▶ [Work instructions] Find the line with "filename fathom_core/src/lib.rs" and the line with "#[derive(Debug)]" in the entries below; output exactly those two lines, every line between them, and no others.

[Collected data entries]
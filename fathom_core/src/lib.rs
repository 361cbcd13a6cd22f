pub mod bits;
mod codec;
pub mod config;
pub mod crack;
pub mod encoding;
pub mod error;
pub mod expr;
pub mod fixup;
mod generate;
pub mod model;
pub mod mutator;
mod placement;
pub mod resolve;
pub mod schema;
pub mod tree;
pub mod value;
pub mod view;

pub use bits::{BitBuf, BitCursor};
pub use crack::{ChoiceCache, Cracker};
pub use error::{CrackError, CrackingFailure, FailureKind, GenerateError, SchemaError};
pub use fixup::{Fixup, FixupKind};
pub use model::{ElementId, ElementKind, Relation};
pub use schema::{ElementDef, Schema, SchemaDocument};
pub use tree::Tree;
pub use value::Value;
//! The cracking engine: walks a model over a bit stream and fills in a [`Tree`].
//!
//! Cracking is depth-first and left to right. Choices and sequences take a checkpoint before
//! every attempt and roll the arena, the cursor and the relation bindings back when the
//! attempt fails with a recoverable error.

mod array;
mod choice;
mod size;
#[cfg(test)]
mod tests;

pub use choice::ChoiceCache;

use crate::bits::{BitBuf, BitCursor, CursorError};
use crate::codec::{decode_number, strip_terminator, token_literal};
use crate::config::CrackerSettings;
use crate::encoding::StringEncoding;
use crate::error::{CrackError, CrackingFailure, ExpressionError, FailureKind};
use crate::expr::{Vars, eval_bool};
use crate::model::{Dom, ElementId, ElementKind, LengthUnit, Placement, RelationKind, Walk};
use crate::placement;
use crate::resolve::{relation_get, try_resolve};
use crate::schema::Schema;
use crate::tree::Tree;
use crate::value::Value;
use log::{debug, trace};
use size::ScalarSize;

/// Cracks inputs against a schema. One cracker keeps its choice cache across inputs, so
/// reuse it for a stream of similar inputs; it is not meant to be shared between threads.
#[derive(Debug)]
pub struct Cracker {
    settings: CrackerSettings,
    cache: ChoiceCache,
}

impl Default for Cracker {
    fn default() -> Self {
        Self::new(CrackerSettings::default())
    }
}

==

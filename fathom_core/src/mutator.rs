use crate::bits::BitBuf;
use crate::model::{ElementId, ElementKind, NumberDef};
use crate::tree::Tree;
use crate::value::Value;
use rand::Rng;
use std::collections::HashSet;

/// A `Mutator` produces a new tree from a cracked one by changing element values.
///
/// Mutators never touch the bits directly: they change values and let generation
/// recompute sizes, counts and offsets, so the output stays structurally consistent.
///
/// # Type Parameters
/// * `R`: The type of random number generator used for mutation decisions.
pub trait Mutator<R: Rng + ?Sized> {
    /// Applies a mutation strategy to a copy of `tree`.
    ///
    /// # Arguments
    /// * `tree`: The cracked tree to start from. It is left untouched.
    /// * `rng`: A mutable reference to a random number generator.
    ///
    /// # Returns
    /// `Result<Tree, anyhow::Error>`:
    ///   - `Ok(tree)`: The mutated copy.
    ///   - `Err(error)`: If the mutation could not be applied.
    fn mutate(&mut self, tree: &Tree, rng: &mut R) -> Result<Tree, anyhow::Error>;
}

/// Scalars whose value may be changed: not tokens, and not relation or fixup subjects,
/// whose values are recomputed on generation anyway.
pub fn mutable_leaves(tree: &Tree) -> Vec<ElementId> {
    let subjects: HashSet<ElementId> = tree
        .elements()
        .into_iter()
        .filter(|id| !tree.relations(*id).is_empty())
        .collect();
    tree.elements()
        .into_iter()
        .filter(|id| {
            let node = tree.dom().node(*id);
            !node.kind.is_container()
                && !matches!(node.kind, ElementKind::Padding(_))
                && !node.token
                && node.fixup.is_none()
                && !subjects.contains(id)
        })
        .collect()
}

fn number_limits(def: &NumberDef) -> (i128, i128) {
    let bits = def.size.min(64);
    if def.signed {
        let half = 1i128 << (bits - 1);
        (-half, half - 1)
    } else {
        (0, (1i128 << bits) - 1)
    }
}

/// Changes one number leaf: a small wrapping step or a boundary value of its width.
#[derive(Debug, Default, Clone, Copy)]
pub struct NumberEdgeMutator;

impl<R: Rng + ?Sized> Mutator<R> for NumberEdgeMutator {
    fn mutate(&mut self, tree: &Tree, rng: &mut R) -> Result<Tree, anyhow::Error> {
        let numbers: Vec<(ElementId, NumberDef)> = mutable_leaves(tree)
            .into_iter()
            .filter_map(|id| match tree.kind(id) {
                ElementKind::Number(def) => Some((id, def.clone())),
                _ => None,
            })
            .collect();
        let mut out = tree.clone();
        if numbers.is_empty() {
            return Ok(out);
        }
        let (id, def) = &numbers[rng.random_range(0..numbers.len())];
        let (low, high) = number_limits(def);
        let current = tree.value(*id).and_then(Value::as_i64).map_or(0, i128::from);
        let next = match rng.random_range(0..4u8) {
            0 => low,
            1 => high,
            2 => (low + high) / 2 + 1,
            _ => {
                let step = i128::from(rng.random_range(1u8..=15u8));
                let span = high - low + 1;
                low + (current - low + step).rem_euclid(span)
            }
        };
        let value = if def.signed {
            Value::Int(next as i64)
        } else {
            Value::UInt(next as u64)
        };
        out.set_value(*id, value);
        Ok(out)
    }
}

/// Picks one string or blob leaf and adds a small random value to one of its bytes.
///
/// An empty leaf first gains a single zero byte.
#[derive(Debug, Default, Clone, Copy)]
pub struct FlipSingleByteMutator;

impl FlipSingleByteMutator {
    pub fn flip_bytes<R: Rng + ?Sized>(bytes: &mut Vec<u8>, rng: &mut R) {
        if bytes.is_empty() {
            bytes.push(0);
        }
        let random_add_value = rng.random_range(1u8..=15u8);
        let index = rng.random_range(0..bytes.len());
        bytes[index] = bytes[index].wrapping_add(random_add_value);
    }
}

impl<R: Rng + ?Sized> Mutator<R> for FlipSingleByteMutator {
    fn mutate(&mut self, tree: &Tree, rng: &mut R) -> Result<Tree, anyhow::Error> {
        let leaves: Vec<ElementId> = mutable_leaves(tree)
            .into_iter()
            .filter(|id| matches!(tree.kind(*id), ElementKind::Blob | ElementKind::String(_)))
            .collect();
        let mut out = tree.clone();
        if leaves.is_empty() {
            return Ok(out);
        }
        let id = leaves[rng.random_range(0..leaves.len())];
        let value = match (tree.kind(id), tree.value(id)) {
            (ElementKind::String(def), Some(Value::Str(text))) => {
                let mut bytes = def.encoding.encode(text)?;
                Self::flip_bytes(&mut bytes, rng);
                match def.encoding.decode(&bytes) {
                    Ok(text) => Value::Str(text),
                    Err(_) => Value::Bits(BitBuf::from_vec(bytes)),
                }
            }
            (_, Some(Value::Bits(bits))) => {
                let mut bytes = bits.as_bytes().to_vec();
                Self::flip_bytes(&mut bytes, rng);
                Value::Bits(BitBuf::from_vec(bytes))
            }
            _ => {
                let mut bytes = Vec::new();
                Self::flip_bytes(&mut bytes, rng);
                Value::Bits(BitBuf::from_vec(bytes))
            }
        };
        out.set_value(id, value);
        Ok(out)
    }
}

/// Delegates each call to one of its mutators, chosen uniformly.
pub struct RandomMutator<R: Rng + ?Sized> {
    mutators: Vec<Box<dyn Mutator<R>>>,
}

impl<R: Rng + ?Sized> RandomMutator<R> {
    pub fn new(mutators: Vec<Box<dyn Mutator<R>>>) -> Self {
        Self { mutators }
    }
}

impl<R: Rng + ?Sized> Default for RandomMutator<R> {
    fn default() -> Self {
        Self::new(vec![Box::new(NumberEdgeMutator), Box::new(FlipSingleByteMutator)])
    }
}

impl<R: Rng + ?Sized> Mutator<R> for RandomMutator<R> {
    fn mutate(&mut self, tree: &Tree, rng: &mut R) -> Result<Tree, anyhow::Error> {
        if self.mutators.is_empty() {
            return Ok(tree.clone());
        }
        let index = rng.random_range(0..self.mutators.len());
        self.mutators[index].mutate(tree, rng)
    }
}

* * *

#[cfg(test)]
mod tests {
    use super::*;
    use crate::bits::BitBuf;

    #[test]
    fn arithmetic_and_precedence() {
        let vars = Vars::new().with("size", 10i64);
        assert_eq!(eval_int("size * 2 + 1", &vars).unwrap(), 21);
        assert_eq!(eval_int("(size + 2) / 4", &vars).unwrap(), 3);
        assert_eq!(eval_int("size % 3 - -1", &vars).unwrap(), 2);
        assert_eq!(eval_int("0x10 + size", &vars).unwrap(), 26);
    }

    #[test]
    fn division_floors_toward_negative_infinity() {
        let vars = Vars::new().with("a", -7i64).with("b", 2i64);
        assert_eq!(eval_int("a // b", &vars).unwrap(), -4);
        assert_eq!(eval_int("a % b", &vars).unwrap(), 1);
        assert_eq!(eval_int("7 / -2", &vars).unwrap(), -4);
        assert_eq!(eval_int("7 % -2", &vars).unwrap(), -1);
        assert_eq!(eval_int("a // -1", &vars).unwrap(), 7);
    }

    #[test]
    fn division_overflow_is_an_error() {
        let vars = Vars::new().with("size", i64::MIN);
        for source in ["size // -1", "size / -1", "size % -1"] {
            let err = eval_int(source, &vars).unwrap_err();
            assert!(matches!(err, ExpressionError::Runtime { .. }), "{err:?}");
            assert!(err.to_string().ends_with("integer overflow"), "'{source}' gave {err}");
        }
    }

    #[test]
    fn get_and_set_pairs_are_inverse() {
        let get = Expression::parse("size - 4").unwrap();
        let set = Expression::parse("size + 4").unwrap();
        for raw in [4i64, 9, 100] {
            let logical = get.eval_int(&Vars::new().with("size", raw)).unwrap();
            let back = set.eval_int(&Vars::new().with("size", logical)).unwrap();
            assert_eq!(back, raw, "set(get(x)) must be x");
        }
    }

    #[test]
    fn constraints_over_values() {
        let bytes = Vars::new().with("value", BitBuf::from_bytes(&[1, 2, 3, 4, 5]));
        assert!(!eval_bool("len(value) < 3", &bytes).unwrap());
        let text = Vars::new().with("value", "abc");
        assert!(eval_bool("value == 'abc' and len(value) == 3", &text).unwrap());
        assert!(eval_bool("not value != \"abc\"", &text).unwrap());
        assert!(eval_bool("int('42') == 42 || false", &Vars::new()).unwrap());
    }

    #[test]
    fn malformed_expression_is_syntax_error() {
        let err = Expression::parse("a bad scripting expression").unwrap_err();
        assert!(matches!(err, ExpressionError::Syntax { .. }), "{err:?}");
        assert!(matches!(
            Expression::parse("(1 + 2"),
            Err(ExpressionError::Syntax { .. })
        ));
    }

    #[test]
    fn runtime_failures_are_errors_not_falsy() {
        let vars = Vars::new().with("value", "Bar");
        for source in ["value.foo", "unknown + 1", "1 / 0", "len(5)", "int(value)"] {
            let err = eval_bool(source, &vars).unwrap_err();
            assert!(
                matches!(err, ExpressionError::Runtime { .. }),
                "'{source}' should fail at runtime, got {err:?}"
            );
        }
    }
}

▶ [Written response]
filename fathom_core/src/lib.rs
repository 361cbcd13a6cd22f
pub mod bits;
mod codec;
pub mod config;
pub mod crack;
pub mod encoding;
pub mod error;
pub mod expr;
pub mod fixup;
mod generate;
pub mod model;
pub mod mutator;
mod placement;
pub mod resolve;
pub mod schema;
pub mod tree;
pub mod value;
pub mod view;

pub use bits::{BitBuf, BitCursor};
pub use crack::{ChoiceCache, Cracker};
pub use error::{CrackError, CrackingFailure, FailureKind, GenerateError, SchemaError};
pub use fixup::{Fixup, FixupKind};
pub use model::{ElementId, ElementKind, Relation};
pub use schema::{ElementDef, Schema, SchemaDocument};
pub use tree::Tree;
pub use value::Value;
//! The cracking engine: walks a model over a bit stream and fills in a [`Tree`].
//!
//! Cracking is depth-first and left to right. Choices and sequences take a checkpoint before
//! every attempt and roll the arena, the cursor and the relation bindings back when the
//! attempt fails with a recoverable error.

mod array;
mod choice;
mod size;
#[cfg(test)]
mod tests;

pub use choice::ChoiceCache;

use crate::bits::{BitBuf, BitCursor, CursorError};
use crate::codec::{decode_number, strip_terminator, token_literal};
use crate::config::CrackerSettings;
use crate::encoding::StringEncoding;
use crate::error::{CrackError, CrackingFailure, ExpressionError, FailureKind};
use crate::expr::{Vars, eval_bool};
use crate::model::{Dom, ElementId, ElementKind, LengthUnit, Placement, RelationKind, Walk};
use crate::placement;
use crate::resolve::{relation_get, try_resolve};
use crate::schema::Schema;
use crate::tree::Tree;
use crate::value::Value;
use log::{debug, trace};
use size::ScalarSize;

/// Cracks inputs against a schema. One cracker keeps its choice cache across inputs, so
/// reuse it for a stream of similar inputs; it is not meant to be shared between threads.
#[derive(Debug)]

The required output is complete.